How inured we are in the West to the fears that dominate the rest of the world. In reading Infidel, Somali and Dutch activist and speaker Ayaan Hirsi Ali's autobiography, published in 1997, recently, I found myself marveling, again, at how insulated we are. When Ali left her native land, eventually making her way to the Netherlands, where she subsequently applied for refugee status, she saw police frequently. In contrast to her previous experience with police in her native land, when a mere glimpse of a law enforcement official sent waves of fear rippling through her, she soon discovered that in the Netherlands, unless one has broken a law, one doesn't necessarily need to recoil at the sight of the police. In fact, police proved to be very helpful to her as she wound her way through the various legal channels to attain refugee status and, after some years, citizenship. Initially, however, Ali's worldview had no categories for such perceptions.
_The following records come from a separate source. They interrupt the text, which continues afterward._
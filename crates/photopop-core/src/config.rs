//! The flat configuration map that drives every pipeline stage.
//!
//! Keys are owned by whichever modifier or effect registers them. Owners
//! clamp values when they write them, so a stored value is always inside its
//! key's range and readers never need to validate.
//!
//! | key | range | default |
//! |---|---|---|
//! | `scale` | 0.1 to 2.0 | 1 |
//! | `rotate` | -180 to 180 | 0 |
//! | `cropX`, `cropY`, `cropWidth`, `cropHeight` | 0 and up | 0 |
//! | `exposure`, `contrast`, `saturation` | -100 to 100 | 0 |

use std::collections::BTreeMap;
use std::fmt;

use serde::de::{IgnoredAny, MapAccess, Visitor};
use serde::{Deserialize, Deserializer, Serialize};

/// Configuration key names.
pub mod keys {
    pub const SCALE: &str = "scale";
    pub const ROTATE: &str = "rotate";
    pub const CROP_X: &str = "cropX";
    pub const CROP_Y: &str = "cropY";
    pub const CROP_WIDTH: &str = "cropWidth";
    pub const CROP_HEIGHT: &str = "cropHeight";
    pub const EXPOSURE: &str = "exposure";
    pub const CONTRAST: &str = "contrast";
    pub const SATURATION: &str = "saturation";
}

/// Mapping from parameter name to value.
///
/// Serializes as a plain object (`{"scale": 0.5, "rotate": 15}`), which is
/// also the shape accepted for partial updates. Deserializing keeps numeric
/// entries only; anything else (`"title": "holiday"`, `null`, nested objects)
/// is skipped, and NaN is dropped as it is by [`insert`](Self::insert).
#[derive(Debug, Clone, Default, PartialEq, Serialize)]
#[serde(transparent)]
pub struct Configuration {
    values: BTreeMap<String, f64>,
}

impl Configuration {
    /// Create an empty configuration.
    pub fn new() -> Self {
        Self::default()
    }

    /// Get a value, or `None` if the key has never been set.
    pub fn get(&self, key: &str) -> Option<f64> {
        self.values.get(key).copied()
    }

    /// Get a value, reading a missing key as 0.
    #[inline]
    pub fn value(&self, key: &str) -> f64 {
        self.get(key).unwrap_or(0.0)
    }

    /// Store a value as-is.
    ///
    /// This is the primitive owners use after clamping. NaN is never stored;
    /// writing it leaves the previous value in place.
    pub fn insert(&mut self, key: &str, value: f64) {
        if value.is_nan() {
            return;
        }
        self.values.insert(key.to_string(), value);
    }

    /// Store `value` clamped to `[min, max]`.
    pub fn insert_clamped(&mut self, key: &str, value: f64, min: f64, max: f64) {
        self.insert(key, value.clamp(min, max));
    }

    pub fn contains_key(&self, key: &str) -> bool {
        self.values.contains_key(key)
    }

    pub fn len(&self) -> usize {
        self.values.len()
    }

    pub fn is_empty(&self) -> bool {
        self.values.is_empty()
    }

    /// Remove every key.
    pub fn clear(&mut self) {
        self.values.clear();
    }

    /// Iterate over `(key, value)` pairs in key order.
    pub fn iter(&self) -> impl Iterator<Item = (&str, f64)> {
        self.values.iter().map(|(k, v)| (k.as_str(), *v))
    }
}

impl<K: Into<String>> FromIterator<(K, f64)> for Configuration {
    fn from_iter<I: IntoIterator<Item = (K, f64)>>(iter: I) -> Self {
        Self {
            values: iter.into_iter().map(|(k, v)| (k.into(), v)).collect(),
        }
    }
}

impl<K: Into<String>, const N: usize> From<[(K, f64); N]> for Configuration {
    fn from(pairs: [(K, f64); N]) -> Self {
        pairs.into_iter().collect()
    }
}

impl<'de> Deserialize<'de> for Configuration {
    fn deserialize<D: Deserializer<'de>>(deserializer: D) -> Result<Self, D::Error> {
        deserializer.deserialize_map(ConfigurationVisitor)
    }
}

struct ConfigurationVisitor;

/// A map value that is either a number or something to skip.
#[derive(Deserialize)]
#[serde(untagged)]
enum Entry {
    Number(f64),
    Other(IgnoredAny),
}

impl<'de> Visitor<'de> for ConfigurationVisitor {
    type Value = Configuration;

    fn expecting(&self, f: &mut fmt::Formatter) -> fmt::Result {
        f.write_str("a map of configuration values")
    }

    fn visit_map<A: MapAccess<'de>>(self, mut map: A) -> Result<Configuration, A::Error> {
        let mut conf = Configuration::new();
        while let Some(key) = map.next_key::<String>()? {
            match map.next_value::<Entry>()? {
                Entry::Number(value) => conf.insert(&key, value),
                Entry::Other(_) => {}
            }
        }
        Ok(conf)
    }
}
On the other hand, not everyone in the West instinctively assumes that the police are on her side. Just ask a person of color. Although Paul's epistle to the church at Rome advises readers to obey the authorities, this dictum becomes difficult to swallow when one lives in an authoritarian society. Why does God allow such regimes to persist?
Although I cannot answer this question easily, if at all, I like it because it forces we who are ethnically comfortable in the West to realize that more people than not face very different and complex questions about the sovereignty of God.
Accepting divine sovereignty comes more easily when one possesses political or economic hegemony. When one is on the other side, however, it poses obstacles which those who have hegemony cannot always readily understand. But understand we must. We must endeavor to see the world through the lens of every living being: none would be here if not for the love of God.